Data in this exercise section start

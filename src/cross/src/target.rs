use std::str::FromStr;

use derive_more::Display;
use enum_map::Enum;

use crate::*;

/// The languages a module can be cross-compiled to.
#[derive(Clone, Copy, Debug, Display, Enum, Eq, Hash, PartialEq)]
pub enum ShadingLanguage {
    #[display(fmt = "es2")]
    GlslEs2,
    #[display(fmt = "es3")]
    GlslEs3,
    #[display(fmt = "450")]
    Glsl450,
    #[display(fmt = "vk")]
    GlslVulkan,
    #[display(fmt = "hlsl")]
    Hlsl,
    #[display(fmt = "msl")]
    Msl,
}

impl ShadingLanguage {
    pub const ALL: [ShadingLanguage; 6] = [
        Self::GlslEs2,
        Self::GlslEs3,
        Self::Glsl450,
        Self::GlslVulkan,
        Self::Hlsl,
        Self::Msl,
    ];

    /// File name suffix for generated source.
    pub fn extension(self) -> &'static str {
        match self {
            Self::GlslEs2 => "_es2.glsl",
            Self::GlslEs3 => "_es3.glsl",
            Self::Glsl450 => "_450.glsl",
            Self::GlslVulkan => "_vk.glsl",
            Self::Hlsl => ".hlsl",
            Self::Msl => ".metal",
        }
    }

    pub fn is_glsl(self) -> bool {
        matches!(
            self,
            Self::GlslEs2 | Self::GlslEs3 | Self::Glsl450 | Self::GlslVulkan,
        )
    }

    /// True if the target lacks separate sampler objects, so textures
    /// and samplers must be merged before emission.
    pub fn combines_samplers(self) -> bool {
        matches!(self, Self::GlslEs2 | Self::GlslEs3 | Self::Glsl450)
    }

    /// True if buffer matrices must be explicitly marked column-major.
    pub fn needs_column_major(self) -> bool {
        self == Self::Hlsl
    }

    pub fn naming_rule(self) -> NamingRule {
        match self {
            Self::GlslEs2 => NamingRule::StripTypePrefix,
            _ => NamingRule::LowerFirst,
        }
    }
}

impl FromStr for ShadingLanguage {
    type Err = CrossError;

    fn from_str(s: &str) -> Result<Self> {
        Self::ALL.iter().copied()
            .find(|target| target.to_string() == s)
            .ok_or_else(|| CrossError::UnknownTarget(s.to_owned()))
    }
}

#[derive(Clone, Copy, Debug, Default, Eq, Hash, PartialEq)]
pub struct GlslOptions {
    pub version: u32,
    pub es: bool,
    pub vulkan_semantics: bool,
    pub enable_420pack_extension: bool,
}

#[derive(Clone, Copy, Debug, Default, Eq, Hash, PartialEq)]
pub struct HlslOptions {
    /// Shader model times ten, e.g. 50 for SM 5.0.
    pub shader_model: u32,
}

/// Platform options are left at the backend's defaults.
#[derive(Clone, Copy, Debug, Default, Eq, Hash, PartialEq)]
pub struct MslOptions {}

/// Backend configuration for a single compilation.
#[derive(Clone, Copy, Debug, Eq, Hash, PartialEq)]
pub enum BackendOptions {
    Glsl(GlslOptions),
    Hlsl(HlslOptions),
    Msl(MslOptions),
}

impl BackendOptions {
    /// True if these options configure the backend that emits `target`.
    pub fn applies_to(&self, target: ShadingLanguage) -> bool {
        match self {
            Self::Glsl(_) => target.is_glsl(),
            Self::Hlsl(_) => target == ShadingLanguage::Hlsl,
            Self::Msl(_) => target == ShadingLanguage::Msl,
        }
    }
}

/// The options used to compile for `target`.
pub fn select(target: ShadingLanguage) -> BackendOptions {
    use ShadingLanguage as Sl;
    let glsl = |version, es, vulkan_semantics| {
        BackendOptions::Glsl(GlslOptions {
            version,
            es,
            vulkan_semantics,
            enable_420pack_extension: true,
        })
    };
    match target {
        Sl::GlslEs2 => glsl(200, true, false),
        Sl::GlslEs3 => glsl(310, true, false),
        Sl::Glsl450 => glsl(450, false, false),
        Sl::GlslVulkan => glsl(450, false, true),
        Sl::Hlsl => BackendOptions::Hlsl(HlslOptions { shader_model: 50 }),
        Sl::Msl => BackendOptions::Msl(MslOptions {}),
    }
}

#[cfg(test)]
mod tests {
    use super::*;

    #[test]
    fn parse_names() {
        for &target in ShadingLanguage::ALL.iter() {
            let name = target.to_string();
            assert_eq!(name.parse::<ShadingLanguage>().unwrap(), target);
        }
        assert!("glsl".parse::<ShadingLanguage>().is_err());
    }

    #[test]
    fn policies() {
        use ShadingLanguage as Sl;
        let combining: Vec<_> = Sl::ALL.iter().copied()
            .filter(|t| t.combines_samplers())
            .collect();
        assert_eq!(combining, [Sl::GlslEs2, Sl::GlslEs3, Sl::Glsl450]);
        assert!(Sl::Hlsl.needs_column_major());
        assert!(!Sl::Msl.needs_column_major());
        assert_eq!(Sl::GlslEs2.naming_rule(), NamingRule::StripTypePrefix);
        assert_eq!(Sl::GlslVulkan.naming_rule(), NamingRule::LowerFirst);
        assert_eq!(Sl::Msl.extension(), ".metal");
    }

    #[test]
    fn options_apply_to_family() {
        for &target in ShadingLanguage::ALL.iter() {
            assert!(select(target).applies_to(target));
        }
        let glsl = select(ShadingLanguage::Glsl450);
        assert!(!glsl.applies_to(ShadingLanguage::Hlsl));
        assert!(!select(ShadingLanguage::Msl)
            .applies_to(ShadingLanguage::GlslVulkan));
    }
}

Data in this exercise section end
Data in this exercise section start

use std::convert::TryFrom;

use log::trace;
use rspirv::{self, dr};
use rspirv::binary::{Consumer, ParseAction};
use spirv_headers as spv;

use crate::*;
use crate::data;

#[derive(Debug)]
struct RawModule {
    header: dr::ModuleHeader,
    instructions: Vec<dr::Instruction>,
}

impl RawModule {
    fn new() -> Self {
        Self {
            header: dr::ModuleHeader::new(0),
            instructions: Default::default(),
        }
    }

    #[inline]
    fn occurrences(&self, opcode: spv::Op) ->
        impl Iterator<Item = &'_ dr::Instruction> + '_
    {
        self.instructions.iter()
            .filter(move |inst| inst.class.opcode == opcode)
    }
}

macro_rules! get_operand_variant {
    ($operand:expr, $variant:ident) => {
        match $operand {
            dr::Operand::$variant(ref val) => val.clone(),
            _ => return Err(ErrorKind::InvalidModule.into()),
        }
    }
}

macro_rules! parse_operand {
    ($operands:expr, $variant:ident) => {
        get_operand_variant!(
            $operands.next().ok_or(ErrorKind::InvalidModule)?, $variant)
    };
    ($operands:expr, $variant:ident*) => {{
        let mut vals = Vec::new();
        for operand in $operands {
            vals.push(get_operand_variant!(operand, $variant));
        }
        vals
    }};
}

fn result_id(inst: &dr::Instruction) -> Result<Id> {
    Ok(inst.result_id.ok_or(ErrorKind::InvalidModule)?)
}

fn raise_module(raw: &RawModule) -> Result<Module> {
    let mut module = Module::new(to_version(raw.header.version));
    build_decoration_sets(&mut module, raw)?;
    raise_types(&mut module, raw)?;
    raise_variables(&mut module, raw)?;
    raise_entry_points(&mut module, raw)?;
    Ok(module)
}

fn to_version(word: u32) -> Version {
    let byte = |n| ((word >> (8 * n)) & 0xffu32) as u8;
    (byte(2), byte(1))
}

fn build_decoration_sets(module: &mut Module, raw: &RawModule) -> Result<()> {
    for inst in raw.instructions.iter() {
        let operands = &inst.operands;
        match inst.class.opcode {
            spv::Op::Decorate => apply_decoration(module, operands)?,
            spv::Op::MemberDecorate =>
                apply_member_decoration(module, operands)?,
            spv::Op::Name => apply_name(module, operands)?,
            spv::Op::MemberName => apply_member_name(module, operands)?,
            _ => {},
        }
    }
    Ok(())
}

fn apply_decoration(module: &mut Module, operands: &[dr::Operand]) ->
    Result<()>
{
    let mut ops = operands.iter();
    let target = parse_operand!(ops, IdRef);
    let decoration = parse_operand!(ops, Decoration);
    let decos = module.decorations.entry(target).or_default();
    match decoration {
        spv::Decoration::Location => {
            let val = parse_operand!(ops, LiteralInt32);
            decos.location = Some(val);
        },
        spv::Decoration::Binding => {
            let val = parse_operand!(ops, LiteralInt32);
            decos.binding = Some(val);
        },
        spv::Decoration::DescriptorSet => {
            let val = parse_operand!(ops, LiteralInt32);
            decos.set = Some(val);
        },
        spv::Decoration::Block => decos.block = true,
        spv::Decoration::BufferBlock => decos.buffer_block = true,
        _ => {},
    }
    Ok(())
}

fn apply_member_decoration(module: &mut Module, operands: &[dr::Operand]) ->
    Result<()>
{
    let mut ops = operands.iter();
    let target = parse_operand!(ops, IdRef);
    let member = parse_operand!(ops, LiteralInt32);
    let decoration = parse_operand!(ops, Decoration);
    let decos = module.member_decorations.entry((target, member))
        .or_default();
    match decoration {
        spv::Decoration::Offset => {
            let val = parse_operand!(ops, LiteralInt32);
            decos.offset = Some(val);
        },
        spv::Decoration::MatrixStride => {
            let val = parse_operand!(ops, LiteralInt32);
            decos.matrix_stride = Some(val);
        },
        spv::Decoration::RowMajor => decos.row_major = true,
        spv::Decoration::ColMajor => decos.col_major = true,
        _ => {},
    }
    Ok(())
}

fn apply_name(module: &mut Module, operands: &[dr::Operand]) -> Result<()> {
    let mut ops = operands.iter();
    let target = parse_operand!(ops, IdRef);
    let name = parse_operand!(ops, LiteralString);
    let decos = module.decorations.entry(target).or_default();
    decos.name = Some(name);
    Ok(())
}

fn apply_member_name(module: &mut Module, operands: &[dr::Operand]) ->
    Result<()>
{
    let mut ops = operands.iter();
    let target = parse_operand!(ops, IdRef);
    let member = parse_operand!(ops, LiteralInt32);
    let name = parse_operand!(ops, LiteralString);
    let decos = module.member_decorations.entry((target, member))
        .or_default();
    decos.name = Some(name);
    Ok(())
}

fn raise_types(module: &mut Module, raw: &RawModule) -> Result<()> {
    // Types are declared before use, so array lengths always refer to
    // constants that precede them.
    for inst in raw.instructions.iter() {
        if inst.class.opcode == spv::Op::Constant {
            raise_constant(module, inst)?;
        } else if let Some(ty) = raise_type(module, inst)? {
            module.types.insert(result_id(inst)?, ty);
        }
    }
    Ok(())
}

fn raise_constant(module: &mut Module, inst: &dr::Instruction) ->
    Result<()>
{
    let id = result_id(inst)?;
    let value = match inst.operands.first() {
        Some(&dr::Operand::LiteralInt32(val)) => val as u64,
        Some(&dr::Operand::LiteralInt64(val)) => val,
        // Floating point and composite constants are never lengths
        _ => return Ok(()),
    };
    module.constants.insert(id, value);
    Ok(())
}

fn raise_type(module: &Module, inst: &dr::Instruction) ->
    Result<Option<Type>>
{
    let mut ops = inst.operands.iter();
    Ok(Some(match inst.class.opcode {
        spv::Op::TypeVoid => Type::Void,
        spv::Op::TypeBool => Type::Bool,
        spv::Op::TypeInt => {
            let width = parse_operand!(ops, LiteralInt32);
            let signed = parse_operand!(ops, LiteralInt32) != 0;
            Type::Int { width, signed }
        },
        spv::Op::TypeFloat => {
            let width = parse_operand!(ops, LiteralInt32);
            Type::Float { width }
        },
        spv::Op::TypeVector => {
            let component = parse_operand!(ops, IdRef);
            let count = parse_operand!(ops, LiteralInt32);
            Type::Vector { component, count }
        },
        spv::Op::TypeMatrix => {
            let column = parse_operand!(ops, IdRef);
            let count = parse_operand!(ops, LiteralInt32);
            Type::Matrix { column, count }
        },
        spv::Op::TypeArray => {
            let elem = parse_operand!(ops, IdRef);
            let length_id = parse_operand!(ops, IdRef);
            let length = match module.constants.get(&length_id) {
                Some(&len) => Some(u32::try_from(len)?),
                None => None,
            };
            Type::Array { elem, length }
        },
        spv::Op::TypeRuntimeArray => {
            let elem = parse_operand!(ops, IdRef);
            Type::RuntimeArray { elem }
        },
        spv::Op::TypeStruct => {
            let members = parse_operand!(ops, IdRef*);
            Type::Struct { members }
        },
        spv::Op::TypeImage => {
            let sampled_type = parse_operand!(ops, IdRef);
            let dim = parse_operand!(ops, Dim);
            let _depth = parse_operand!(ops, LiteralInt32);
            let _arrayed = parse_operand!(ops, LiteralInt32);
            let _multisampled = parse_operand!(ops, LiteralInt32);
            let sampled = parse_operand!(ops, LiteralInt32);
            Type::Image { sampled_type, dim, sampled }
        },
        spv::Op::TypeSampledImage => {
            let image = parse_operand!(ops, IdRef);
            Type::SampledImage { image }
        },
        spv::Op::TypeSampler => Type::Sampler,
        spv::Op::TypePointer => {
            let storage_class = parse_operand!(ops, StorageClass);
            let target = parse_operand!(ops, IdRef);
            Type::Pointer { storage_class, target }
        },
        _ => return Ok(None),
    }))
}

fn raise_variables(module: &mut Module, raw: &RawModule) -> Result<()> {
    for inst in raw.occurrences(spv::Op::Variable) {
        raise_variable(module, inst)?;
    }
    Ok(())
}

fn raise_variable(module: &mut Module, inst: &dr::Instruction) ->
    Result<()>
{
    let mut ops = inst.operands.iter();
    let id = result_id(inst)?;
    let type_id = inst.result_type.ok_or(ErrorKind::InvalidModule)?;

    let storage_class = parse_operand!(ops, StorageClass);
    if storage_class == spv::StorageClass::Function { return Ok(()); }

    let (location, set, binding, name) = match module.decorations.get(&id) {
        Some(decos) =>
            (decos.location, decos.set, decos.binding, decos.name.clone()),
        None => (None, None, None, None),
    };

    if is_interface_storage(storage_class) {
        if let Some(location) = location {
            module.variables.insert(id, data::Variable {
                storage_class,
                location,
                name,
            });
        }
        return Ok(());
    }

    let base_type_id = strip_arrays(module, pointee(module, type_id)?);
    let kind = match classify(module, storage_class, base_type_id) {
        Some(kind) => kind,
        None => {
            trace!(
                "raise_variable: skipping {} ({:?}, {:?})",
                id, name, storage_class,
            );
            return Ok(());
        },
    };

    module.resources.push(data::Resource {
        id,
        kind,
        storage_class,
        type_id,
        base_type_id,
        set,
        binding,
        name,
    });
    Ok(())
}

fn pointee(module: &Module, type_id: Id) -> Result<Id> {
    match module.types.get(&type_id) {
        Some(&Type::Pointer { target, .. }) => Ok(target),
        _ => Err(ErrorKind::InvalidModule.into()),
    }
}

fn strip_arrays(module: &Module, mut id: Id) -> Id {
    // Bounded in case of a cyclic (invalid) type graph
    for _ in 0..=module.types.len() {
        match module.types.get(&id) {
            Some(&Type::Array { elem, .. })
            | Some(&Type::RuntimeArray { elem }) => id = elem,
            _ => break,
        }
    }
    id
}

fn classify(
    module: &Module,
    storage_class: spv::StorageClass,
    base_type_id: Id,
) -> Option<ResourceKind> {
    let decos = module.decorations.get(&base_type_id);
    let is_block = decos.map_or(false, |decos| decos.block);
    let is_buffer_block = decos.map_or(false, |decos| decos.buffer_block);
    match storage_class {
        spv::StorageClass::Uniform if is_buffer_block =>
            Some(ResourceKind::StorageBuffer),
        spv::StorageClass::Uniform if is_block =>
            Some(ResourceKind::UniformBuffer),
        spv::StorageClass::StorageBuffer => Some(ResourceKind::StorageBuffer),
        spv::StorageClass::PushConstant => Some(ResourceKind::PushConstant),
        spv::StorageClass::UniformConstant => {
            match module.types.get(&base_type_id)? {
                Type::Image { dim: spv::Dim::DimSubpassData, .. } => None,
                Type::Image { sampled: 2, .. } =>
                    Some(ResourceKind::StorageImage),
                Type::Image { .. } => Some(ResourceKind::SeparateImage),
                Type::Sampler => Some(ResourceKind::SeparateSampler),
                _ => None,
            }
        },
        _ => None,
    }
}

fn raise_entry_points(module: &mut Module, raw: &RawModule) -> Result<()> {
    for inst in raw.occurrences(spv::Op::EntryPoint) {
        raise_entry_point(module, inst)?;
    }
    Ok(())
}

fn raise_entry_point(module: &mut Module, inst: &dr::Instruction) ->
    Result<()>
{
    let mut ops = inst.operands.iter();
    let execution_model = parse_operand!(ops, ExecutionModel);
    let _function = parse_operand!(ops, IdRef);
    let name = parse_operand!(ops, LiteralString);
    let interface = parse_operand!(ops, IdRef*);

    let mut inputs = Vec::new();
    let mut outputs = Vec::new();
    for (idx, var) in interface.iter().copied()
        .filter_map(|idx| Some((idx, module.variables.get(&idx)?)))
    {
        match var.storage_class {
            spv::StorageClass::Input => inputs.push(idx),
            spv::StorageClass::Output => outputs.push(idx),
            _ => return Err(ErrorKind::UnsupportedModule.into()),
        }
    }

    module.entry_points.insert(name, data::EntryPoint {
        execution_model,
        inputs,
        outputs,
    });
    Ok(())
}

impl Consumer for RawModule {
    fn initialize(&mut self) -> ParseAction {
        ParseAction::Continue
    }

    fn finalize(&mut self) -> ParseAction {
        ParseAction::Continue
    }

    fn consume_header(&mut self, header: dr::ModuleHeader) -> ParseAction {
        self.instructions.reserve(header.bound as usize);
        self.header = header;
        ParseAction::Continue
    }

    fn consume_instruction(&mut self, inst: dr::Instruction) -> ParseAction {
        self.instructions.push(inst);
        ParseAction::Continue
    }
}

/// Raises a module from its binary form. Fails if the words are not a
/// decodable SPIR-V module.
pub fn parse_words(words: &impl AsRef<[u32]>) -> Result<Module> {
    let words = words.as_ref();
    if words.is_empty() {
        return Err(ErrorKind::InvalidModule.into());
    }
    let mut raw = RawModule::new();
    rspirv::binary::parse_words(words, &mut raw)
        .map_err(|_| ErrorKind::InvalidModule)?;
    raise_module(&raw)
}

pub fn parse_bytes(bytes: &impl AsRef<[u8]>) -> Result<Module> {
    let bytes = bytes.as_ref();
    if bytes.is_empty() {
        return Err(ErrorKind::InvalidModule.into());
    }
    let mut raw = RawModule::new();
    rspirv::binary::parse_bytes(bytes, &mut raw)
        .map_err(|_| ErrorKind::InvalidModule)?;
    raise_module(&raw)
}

Data in this exercise section end
Data in this exercise section start

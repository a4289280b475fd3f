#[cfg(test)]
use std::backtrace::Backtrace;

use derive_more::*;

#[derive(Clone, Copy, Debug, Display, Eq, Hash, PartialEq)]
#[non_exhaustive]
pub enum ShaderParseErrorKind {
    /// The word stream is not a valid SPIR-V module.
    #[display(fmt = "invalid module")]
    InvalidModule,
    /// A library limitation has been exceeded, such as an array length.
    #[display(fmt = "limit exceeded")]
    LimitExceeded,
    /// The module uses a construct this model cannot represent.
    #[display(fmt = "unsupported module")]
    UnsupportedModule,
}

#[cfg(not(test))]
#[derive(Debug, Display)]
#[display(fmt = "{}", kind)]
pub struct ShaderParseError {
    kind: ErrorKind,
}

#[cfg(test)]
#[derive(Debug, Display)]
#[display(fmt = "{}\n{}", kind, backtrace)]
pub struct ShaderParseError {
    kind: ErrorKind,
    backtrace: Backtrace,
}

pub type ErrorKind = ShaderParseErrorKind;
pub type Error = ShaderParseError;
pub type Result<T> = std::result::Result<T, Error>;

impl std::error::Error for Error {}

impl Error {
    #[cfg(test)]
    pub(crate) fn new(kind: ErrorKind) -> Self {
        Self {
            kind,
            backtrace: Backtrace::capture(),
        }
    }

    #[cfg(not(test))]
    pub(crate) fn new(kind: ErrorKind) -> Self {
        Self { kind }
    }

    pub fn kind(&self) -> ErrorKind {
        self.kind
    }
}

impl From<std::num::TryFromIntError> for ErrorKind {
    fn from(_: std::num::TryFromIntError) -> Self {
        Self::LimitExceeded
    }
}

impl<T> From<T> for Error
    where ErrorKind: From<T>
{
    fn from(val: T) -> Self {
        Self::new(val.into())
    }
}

Data in this exercise section end

» Your objective: Checking the data above line by line, please work out how many lines include "ResourceKind", and reply with the number only.

» Response to the exercise: 8